Seventeen-year-old Sahar has been in love with her best friend, Nasrin, since they were six. They’ve shared stolen kisses and romantic promises. But Iran is a dangerous place for two girls in love—Sahar and Nasrin could be beaten, imprisoned, even executed if their relationship came to light.
So they carry on in secret—until Nasrin’s parents announce that they’ve arranged for her marriage. Nasrin tries to persuade Sahar that they can go on as they have been, only now with new comforts provided by the decent, well-to-do doctor Nasrin will marry. But Sahar dreams of loving Nasrin exclusively—and openly.
Then Sahar discovers what seems like the perfect solution. In Iran, homosexuality may be a crime, but to be a man trapped in a woman’s body is seen as nature’s mistake, and sex reassignment is legal and accessible. As a man, Sahar could be the one to marry Nasrin. Sahar will never be able to love the one she wants, in the body she wants to be loved in, without risking her life. Is saving her love worth sacrificing her true self?
Thoughts: I wasn’t really interested in reading this book until I heard Sara Farizan speak at a BEA panel. The more I thought about it, the more I realized that I almost never read contemporary that is set outside of the US. I enjoyed getting a look at life inside Iran. While I was interested in the plot enough to finish the book, I had a few major issues with it that prevented me from enjoying it.

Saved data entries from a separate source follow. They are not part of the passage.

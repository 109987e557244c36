//! Routes one sync operation to the handler for its entity kind

use rusqlite::Connection;
use serde::de::DeserializeOwned;
use serde::{Deserialize, Serialize};
use serde_json::Value;

use crate::db::{RecordRepository, StoredRecord};
use crate::error::{Error, Result};
use crate::models::{
    normalize_unit, Collection, CollectionPatch, ConflictData, EntityKind, NewCollection,
    NewPayment, NewProduct, NewRateVersion, NewSupplier, OperationKind, Payment, PaymentPatch,
    Product, ProductPatch, RateVersion, RateVersionPatch, RecordId, RecordMeta, Supplier,
    SupplierPatch, SyncOperation, SyncResult,
};

use super::context::OperationContext;
use super::duplicate::DuplicateDetector;
use super::rate_resolver::RateSnapshotResolver;
use super::version_guard::{VersionCheck, VersionGuard};

/// Entity-specific behavior the dispatcher needs on top of the table mapping
pub trait SyncEntity: StoredRecord + Serialize {
    /// Payload of a create operation
    type Create: DeserializeOwned;
    /// Payload of an update operation; absent fields are left alone
    type Patch: DeserializeOwned + Default;

    /// Build a new record, checking the records it references
    fn build(conn: &Connection, meta: RecordMeta, input: Self::Create) -> Result<Self>;

    fn patch(&mut self, patch: Self::Patch) -> Result<()>;

    /// Storage invariants checked after a create or update, in the same transaction
    fn after_write(
        _conn: &Connection,
        _record: &Self,
        _ctx: &OperationContext<'_>,
        _created: bool,
    ) -> Result<()> {
        Ok(())
    }
}

/// Fetch a live record another record points at
fn require_live<T: StoredRecord>(conn: &Connection, id: &RecordId) -> Result<T> {
    RecordRepository::<T>::new(conn)
        .get(id)?
        .ok_or_else(|| Error::NotFound(format!("{} {id}", T::KIND)))
}

impl SyncEntity for Supplier {
    type Create = NewSupplier;
    type Patch = SupplierPatch;

    fn build(_conn: &Connection, meta: RecordMeta, input: NewSupplier) -> Result<Self> {
        Self::new(meta, input)
    }

    fn patch(&mut self, patch: SupplierPatch) -> Result<()> {
        self.apply(patch)
    }
}

impl SyncEntity for Product {
    type Create = NewProduct;
    type Patch = ProductPatch;

    fn build(_conn: &Connection, meta: RecordMeta, input: NewProduct) -> Result<Self> {
        Self::new(meta, input)
    }

    fn patch(&mut self, patch: ProductPatch) -> Result<()> {
        self.apply(patch)
    }
}

impl SyncEntity for RateVersion {
    type Create = NewRateVersion;
    type Patch = RateVersionPatch;

    fn build(conn: &Connection, meta: RecordMeta, input: NewRateVersion) -> Result<Self> {
        require_live::<Product>(conn, &input.product_id)?;
        Self::new(meta, input)
    }

    fn patch(&mut self, patch: RateVersionPatch) -> Result<()> {
        self.apply(patch)
    }

    /// Active windows of one product and unit never overlap. A new window that
    /// starts inside an earlier open-ended one closes it at the new start.
    fn after_write(
        conn: &Connection,
        record: &Self,
        ctx: &OperationContext<'_>,
        created: bool,
    ) -> Result<()> {
        if !record.is_active || !record.meta.is_live() {
            return Ok(());
        }

        let repo = RecordRepository::<Self>::new(conn);
        let windows = RateSnapshotResolver::new(conn).active_windows(&record.product_id, &record.unit)?;
        for mut other in windows {
            if other.meta.id == record.meta.id
                || !other.overlaps(record.effective_from, record.effective_to)
            {
                continue;
            }

            let supersedes = created
                && other.effective_to.is_none()
                && other.effective_from < record.effective_from;
            if !supersedes {
                return Err(Error::InvalidInput(format!(
                    "Rate window {} overlaps active rate {} {}",
                    window_label(record),
                    other.meta.id,
                    window_label(&other)
                )));
            }

            let version = other.meta.version;
            other.effective_to = Some(record.effective_from);
            other.is_active = false;
            ctx.touch(&mut other.meta);
            if !repo.save(&other, version)? {
                return Err(Error::Database(format!(
                    "Rate {} changed while closing its window",
                    other.meta.id
                )));
            }
            tracing::debug!(
                rate = %other.meta.id,
                effective_to = %record.effective_from,
                "Closed superseded rate window"
            );
        }
        Ok(())
    }
}

fn window_label(rate: &RateVersion) -> String {
    match rate.effective_to {
        Some(to) => format!("[{}, {to})", rate.effective_from),
        None => format!("[{}, open)", rate.effective_from),
    }
}

impl SyncEntity for Collection {
    type Create = NewCollection;
    type Patch = CollectionPatch;

    /// Snapshots the rate effective on the collection date
    fn build(conn: &Connection, meta: RecordMeta, input: NewCollection) -> Result<Self> {
        require_live::<Supplier>(conn, &input.supplier_id)?;
        let product = require_live::<Product>(conn, &input.product_id)?;
        let unit = input
            .unit
            .as_deref()
            .map(normalize_unit)
            .filter(|unit| !unit.is_empty())
            .unwrap_or_else(|| product.default_unit.clone());
        let rate = RateSnapshotResolver::new(conn).require(
            &product.meta.id,
            &unit,
            input.collection_date,
        )?;
        Self::new(meta, input, unit, &rate)
    }

    fn patch(&mut self, patch: CollectionPatch) -> Result<()> {
        self.apply(patch)
    }
}

impl SyncEntity for Payment {
    type Create = NewPayment;
    type Patch = PaymentPatch;

    fn build(conn: &Connection, meta: RecordMeta, input: NewPayment) -> Result<Self> {
        require_live::<Supplier>(conn, &input.supplier_id)?;
        Self::new(meta, input)
    }

    fn patch(&mut self, patch: PaymentPatch) -> Result<()> {
        self.apply(patch)
    }
}

/// Target of an update or delete once lookup and version check are done
enum Target<T> {
    Live(T),
    Settled(SyncResult),
}

/// Binds each entity kind to its repository and runs create, update and delete.
///
/// Works on whatever connection it is given; the caller owns the transaction.
pub struct EntityOperationDispatcher<'a> {
    conn: &'a Connection,
}

impl<'a> EntityOperationDispatcher<'a> {
    pub const fn new(conn: &'a Connection) -> Self {
        Self { conn }
    }

    pub fn dispatch(
        &self,
        entity: EntityKind,
        operation: OperationKind,
        op: &SyncOperation,
        ctx: &OperationContext<'_>,
    ) -> Result<SyncResult> {
        match entity {
            EntityKind::Supplier => self.route::<Supplier>(operation, op, ctx),
            EntityKind::Product => self.route::<Product>(operation, op, ctx),
            EntityKind::RateVersion => self.route::<RateVersion>(operation, op, ctx),
            EntityKind::Collection => self.route::<Collection>(operation, op, ctx),
            EntityKind::Payment => self.route::<Payment>(operation, op, ctx),
        }
    }

    fn route<T: SyncEntity>(
        &self,
        operation: OperationKind,
        op: &SyncOperation,
        ctx: &OperationContext<'_>,
    ) -> Result<SyncResult> {
        let repo = RecordRepository::<T>::new(self.conn);
        match operation {
            OperationKind::Create => self.create(&repo, op, ctx),
            OperationKind::Update => self.update(&repo, op, ctx),
            OperationKind::Delete => Self::delete(&repo, op, ctx),
        }
    }

    fn create<T: SyncEntity>(
        &self,
        repo: &RecordRepository<'_, T>,
        op: &SyncOperation,
        ctx: &OperationContext<'_>,
    ) -> Result<SyncResult> {
        // A replay must not re-run any business logic, rate lookup included
        if let Some(existing) = DuplicateDetector::find(repo, ctx)? {
            return Ok(duplicate(op, existing.meta()));
        }

        let input = parse_payload::<T::Create>(&op.data, T::KIND)?;
        let record = T::build(self.conn, ctx.new_meta(), input)?;
        match repo.insert(&record) {
            Ok(()) => {}
            Err(error) if error.is_unique_violation() => {
                return match DuplicateDetector::find_after_violation(repo, ctx)? {
                    Some(existing) => Ok(duplicate(op, existing.meta())),
                    None => Err(error),
                };
            }
            Err(error) => return Err(error),
        }
        T::after_write(self.conn, &record, ctx, true)?;

        let meta = record.meta();
        Ok(SyncResult::success(&op.local_id, meta.id, meta.version))
    }

    fn update<T: SyncEntity>(
        &self,
        repo: &RecordRepository<'_, T>,
        op: &SyncOperation,
        ctx: &OperationContext<'_>,
    ) -> Result<SyncResult> {
        let id = op.record_id()?;
        let mut record = match Self::target(repo, op, id, Some(&op.data))? {
            Target::Live(record) => record,
            Target::Settled(result) => return Ok(result),
        };

        let patch = if op.data.is_null() {
            T::Patch::default()
        } else {
            parse_payload::<T::Patch>(&op.data, T::KIND)?
        };
        let current = record.meta().version;
        record.patch(patch)?;
        ctx.touch(record.meta_mut());

        if let Some(result) = Self::save(repo, &record, current, op, Some(&op.data))? {
            return Ok(result);
        }
        T::after_write(self.conn, &record, ctx, false)?;
        Ok(SyncResult::success(&op.local_id, id, record.meta().version))
    }

    fn delete<T: SyncEntity>(
        repo: &RecordRepository<'_, T>,
        op: &SyncOperation,
        ctx: &OperationContext<'_>,
    ) -> Result<SyncResult> {
        let id = op.record_id()?;
        let mut record = match Self::target(repo, op, id, None)? {
            Target::Live(record) => record,
            Target::Settled(result) => return Ok(result),
        };

        let current = record.meta().version;
        ctx.mark_deleted(record.meta_mut());
        if let Some(result) = Self::save(repo, &record, current, op, None)? {
            return Ok(result);
        }
        Ok(SyncResult::success(&op.local_id, id, record.meta().version))
    }

    /// Look up the target and run the version guard.
    ///
    /// A deleted record still reports a conflict against a stale expected
    /// version; otherwise it reads as not found.
    fn target<T: SyncEntity>(
        repo: &RecordRepository<'_, T>,
        op: &SyncOperation,
        id: RecordId,
        client_data: Option<&Value>,
    ) -> Result<Target<T>> {
        let Some(record) = repo.find(&id)? else {
            return Ok(Target::Settled(SyncResult::not_found(&op.local_id, id)));
        };

        if let VersionCheck::Conflict {
            client_version,
            server_version,
        } = VersionGuard::check(op.expected_version(), record.meta().version)
        {
            let conflict = ConflictData {
                client_version,
                server_version,
                server_data: serde_json::to_value(&record)?,
                client_data: client_data.cloned(),
            };
            return Ok(Target::Settled(SyncResult::conflict(&op.local_id, id, conflict)));
        }

        if !record.meta().is_live() {
            return Ok(Target::Settled(SyncResult::not_found(&op.local_id, id)));
        }
        Ok(Target::Live(record))
    }

    /// Compare-and-swap write. Returns the result to report when another
    /// writer moved the record since it was read.
    fn save<T: SyncEntity>(
        repo: &RecordRepository<'_, T>,
        record: &T,
        read_version: i64,
        op: &SyncOperation,
        client_data: Option<&Value>,
    ) -> Result<Option<SyncResult>> {
        if repo.save(record, read_version)? {
            return Ok(None);
        }

        let id = record.meta().id;
        let Some(latest) = repo.find(&id)? else {
            return Ok(Some(SyncResult::not_found(&op.local_id, id)));
        };
        let conflict = ConflictData {
            client_version: op.expected_version().unwrap_or(read_version),
            server_version: latest.meta().version,
            server_data: serde_json::to_value(&latest)?,
            client_data: client_data.cloned(),
        };
        Ok(Some(SyncResult::conflict(&op.local_id, id, conflict)))
    }
}

fn duplicate(op: &SyncOperation, meta: &RecordMeta) -> SyncResult {
    SyncResult::duplicate(&op.local_id, meta.id, meta.version)
}

fn parse_payload<P: DeserializeOwned>(data: &Value, kind: EntityKind) -> Result<P> {
    P::deserialize(data).map_err(|error| Error::InvalidInput(format!("Invalid {kind} payload: {error}")))
}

First, the romance. Sahar loves Nasrin so much that she is willing to go through a painful and complicated surgery to become a man in order to be with her. And yet… I hated Sahar and Nasrin together. Sahar was scheming these ways that they could stay together, but she never talked to Nasrin about them. Talking to someone you want to spend the rest of your life with about your future… kind of a prerequisite for a healthy relationship. The fact that Sahar never asked Nasrin what she wanted bugged me, because it was very obvious to everyone but Sahar that Nasrin wasn’t going to give up a comfortable life for the opportunity to be with Sahar. The conclusion also left me asking “What?” I’ve hidden all my spoilers over on GoodReads.
However, there were a few characters I loved. There is a beautiful transsexual woman who helps Sahar navigate the waters of becoming a man. I thought she was the most reasonable and down to earth character in the book and it was a relief whenever she was on the page. I also loved Sahar’s cousin Ali. He’s not a good guy, but he’s good to Sahar and he made me smile.
Moments I Loved: Any scene that had Ali, I loved. Ali is not a great person–he is literally a gangster selling bootleg imports, alcohol, cigarettes, and yes, prostitutes (young ones!). He’s also the only person in the story not worried about what people think of him.
WTF Moments: Sahar and Nasrin have an encounter with the police and Sahar’s first thought is protecting Nasrin, however it is expressed as Sahar not being pretty enough to be raped instead of Nasrin. I realize that this is probably an authentic reaction for the character, but the scene made me uncomfortable (and not in the way it was supposed to). For anyone out there who isn’t sure, rape is not about attraction, it’s about power. And I really think Farizan missed a great opportunity to explore this theme.
Overall: This books strengths are its premise, setting, and supporting cast. They balance out infuriating main characters and a disappointing ending.